TASK TO COMPLETE =>
Gather all lines in the entries below that include the word "Nearest".

DATA SECTION =>

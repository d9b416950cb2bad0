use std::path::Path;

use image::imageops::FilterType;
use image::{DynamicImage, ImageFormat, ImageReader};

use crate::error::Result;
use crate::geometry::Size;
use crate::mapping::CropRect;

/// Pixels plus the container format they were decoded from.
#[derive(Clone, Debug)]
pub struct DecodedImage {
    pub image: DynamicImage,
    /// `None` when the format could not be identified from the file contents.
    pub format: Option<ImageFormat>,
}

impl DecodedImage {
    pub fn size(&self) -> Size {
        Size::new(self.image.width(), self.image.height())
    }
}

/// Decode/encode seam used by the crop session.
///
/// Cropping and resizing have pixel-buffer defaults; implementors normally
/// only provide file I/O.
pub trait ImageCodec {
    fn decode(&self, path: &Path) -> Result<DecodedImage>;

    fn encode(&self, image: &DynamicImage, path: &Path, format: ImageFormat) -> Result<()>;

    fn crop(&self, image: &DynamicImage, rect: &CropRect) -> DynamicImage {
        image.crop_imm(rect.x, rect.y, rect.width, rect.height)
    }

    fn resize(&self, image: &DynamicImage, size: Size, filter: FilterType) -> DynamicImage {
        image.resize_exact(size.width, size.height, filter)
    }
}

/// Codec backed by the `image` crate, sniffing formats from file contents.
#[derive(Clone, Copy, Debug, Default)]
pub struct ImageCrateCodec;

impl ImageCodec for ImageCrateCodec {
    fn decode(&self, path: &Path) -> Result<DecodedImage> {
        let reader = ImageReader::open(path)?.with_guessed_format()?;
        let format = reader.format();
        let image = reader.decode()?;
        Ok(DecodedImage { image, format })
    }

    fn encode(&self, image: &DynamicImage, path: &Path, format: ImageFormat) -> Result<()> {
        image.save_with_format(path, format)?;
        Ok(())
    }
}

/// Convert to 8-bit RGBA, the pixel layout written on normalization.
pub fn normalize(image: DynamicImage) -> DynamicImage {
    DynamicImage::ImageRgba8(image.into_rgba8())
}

...

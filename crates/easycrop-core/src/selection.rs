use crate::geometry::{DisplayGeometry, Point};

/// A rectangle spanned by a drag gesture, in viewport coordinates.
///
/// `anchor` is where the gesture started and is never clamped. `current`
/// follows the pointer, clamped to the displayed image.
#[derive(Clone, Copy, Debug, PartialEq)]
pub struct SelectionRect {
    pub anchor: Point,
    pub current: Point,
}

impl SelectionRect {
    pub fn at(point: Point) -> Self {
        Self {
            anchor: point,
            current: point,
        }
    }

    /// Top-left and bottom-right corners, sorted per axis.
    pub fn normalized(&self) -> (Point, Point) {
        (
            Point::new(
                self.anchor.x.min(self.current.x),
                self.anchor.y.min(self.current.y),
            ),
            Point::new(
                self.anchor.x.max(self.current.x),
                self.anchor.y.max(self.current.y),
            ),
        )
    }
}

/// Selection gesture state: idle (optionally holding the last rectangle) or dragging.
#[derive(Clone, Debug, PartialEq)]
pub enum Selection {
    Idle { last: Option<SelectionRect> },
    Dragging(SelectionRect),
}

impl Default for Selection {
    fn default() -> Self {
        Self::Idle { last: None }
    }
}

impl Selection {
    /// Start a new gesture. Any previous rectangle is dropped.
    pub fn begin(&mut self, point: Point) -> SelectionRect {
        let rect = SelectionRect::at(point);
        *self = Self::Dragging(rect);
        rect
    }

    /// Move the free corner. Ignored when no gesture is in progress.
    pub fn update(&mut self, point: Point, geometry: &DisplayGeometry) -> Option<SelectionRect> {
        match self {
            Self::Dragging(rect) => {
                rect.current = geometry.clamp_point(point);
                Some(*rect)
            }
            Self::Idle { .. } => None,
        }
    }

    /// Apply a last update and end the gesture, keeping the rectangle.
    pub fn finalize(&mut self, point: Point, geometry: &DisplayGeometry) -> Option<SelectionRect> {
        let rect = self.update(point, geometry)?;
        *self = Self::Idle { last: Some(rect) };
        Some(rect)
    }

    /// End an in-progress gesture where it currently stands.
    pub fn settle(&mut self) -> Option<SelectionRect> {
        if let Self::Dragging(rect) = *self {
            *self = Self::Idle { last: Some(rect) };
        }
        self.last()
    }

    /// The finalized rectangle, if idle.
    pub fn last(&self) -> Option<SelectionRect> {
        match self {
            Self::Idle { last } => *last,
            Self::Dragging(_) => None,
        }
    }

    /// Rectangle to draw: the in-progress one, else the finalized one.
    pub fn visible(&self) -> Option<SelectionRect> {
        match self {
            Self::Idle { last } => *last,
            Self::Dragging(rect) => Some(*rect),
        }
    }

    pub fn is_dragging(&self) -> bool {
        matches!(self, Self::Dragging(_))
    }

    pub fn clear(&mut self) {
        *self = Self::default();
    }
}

---

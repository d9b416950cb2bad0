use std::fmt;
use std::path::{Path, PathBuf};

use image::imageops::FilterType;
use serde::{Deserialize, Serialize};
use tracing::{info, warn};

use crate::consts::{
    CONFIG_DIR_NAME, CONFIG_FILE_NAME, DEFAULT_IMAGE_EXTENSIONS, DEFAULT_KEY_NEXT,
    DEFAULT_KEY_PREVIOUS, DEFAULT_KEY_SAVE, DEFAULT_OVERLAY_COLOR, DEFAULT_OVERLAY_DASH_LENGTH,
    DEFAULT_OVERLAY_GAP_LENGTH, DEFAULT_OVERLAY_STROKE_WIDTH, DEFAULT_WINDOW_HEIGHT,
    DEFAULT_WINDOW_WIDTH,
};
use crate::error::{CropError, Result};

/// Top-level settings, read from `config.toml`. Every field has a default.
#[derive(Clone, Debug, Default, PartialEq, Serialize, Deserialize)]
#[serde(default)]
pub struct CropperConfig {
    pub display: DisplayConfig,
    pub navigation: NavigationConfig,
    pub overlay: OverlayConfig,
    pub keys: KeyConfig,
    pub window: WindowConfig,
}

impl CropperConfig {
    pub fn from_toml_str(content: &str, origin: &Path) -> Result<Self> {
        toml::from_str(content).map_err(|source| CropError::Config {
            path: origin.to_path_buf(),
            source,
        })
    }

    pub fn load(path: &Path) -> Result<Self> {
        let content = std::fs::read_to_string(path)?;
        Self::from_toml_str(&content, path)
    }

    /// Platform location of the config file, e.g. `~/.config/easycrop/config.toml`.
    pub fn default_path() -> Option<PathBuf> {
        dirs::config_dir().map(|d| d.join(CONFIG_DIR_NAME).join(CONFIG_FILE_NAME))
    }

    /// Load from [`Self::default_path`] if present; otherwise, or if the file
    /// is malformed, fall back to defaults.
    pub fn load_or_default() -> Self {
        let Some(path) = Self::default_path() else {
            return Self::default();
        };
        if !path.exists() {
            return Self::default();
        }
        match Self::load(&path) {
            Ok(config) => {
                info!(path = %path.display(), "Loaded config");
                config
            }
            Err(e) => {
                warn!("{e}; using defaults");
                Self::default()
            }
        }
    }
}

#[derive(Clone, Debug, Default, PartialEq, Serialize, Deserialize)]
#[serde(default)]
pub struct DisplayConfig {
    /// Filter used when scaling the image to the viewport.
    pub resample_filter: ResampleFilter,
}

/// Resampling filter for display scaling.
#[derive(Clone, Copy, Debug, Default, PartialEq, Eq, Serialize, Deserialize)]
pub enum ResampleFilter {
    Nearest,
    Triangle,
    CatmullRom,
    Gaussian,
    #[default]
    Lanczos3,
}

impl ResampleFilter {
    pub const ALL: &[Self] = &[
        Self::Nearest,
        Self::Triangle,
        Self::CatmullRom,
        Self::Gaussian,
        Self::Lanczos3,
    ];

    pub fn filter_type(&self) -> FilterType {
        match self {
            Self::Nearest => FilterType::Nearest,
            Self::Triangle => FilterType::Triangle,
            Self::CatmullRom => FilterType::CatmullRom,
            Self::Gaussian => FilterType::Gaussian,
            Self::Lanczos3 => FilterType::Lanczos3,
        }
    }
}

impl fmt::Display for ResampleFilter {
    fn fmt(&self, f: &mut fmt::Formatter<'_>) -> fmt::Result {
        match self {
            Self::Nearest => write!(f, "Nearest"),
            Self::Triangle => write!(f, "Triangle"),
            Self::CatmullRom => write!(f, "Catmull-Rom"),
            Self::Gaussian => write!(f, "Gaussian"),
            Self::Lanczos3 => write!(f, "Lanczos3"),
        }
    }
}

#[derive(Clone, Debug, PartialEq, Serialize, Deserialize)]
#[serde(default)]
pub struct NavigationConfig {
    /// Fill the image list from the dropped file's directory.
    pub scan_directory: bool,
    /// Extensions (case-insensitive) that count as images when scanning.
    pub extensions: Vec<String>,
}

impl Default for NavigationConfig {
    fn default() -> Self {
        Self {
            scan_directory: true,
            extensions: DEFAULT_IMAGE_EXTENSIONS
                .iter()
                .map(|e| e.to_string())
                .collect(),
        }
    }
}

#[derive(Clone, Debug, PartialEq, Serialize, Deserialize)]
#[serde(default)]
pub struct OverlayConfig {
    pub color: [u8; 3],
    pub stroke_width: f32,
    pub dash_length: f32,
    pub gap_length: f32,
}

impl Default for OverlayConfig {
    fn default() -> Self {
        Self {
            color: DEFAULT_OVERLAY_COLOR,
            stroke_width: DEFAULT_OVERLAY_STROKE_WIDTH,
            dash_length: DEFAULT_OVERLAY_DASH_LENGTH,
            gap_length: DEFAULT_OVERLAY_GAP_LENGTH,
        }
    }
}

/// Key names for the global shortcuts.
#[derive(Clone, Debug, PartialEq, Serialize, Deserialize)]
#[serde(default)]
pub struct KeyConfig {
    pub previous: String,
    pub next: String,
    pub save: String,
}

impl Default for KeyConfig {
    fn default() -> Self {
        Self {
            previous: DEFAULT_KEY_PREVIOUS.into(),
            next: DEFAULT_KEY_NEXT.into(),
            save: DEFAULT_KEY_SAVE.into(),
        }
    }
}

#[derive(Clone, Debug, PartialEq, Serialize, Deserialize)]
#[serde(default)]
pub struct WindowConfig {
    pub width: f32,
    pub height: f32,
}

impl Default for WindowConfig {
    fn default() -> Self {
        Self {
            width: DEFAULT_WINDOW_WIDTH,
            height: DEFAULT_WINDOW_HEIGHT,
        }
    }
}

ANSWER SPACE =>
    Nearest,
        Self::Nearest,
            Self::Nearest => FilterType::Nearest,
            Self::Nearest => write!(f, "Nearest"),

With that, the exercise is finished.